Entries supplied below:

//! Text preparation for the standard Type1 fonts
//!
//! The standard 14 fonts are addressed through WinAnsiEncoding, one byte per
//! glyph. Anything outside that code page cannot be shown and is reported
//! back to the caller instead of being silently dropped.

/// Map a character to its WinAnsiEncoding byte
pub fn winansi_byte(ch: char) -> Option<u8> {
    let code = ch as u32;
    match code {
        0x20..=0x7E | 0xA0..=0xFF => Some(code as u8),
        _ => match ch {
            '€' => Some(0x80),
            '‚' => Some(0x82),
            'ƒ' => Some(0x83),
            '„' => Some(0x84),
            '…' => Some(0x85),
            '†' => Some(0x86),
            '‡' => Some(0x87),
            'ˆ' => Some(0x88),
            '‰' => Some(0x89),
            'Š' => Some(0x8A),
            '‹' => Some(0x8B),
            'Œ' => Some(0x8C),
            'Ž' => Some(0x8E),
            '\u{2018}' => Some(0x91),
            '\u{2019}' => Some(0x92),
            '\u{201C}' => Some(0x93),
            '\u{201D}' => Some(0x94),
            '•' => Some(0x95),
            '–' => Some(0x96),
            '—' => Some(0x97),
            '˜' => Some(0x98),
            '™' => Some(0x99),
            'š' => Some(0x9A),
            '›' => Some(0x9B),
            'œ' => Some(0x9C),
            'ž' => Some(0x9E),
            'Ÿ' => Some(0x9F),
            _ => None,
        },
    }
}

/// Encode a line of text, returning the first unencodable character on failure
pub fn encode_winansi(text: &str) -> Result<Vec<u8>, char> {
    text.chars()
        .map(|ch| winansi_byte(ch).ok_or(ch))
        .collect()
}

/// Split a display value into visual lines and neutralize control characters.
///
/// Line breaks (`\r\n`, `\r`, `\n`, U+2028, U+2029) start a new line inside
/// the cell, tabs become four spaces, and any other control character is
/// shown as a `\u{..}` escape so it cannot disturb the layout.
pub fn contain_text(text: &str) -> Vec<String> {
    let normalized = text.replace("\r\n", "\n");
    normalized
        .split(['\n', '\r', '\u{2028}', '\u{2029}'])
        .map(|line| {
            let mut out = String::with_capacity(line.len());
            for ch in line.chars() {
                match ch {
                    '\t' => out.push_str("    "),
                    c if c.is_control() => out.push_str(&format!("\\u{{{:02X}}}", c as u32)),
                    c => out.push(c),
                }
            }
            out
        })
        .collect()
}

End of Entries supplied.
Entries supplied below:

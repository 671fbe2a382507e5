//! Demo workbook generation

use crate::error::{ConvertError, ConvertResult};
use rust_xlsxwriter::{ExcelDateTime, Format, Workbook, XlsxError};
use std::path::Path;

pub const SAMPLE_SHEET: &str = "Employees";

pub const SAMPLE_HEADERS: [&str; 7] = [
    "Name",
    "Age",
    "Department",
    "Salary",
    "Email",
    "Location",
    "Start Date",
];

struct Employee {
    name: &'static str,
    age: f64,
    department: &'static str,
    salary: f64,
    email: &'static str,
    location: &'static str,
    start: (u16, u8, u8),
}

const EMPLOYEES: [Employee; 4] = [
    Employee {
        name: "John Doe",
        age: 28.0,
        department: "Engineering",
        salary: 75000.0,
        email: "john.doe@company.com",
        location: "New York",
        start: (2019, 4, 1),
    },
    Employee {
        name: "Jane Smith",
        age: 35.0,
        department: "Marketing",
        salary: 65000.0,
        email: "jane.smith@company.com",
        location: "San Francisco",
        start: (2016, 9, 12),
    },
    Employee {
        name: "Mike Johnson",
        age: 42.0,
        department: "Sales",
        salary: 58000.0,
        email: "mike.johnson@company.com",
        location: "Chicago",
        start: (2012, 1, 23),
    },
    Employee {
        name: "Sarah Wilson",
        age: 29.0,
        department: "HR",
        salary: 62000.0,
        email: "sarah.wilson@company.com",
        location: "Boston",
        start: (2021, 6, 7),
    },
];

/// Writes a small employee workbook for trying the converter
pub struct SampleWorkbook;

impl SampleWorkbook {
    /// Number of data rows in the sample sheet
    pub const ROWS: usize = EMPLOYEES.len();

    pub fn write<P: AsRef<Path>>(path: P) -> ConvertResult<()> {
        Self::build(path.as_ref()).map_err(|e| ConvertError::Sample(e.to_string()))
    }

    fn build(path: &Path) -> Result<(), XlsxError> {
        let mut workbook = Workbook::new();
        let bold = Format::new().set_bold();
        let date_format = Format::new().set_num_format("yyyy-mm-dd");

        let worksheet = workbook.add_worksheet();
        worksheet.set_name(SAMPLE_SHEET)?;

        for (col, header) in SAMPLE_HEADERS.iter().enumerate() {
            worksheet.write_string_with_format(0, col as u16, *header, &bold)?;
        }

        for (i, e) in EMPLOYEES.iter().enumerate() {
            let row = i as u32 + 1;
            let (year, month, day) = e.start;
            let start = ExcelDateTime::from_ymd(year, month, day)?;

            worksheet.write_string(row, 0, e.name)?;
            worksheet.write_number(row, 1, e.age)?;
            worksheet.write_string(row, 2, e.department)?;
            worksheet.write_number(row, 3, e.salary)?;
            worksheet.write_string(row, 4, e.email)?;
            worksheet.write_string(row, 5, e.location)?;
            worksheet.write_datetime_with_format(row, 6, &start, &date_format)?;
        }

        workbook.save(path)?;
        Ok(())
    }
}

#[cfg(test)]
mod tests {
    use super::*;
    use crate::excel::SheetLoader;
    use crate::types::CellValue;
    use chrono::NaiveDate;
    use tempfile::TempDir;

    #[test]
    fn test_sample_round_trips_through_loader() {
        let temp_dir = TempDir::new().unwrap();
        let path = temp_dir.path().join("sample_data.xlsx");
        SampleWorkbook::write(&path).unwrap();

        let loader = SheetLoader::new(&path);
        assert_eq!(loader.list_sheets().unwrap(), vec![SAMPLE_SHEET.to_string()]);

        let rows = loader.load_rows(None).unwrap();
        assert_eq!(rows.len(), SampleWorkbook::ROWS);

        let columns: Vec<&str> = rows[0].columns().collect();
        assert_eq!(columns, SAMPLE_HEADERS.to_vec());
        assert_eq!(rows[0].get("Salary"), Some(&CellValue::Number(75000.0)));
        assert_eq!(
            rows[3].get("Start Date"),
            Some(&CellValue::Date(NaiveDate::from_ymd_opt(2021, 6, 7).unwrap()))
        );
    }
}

End of Entries supplied.

The word "XlsxError" may appear in several lines of the data; copy every line where it does.

use rust_xlsxwriter::{ExcelDateTime, Format, Workbook, XlsxError};
    fn build(path: &Path) -> Result<(), XlsxError> {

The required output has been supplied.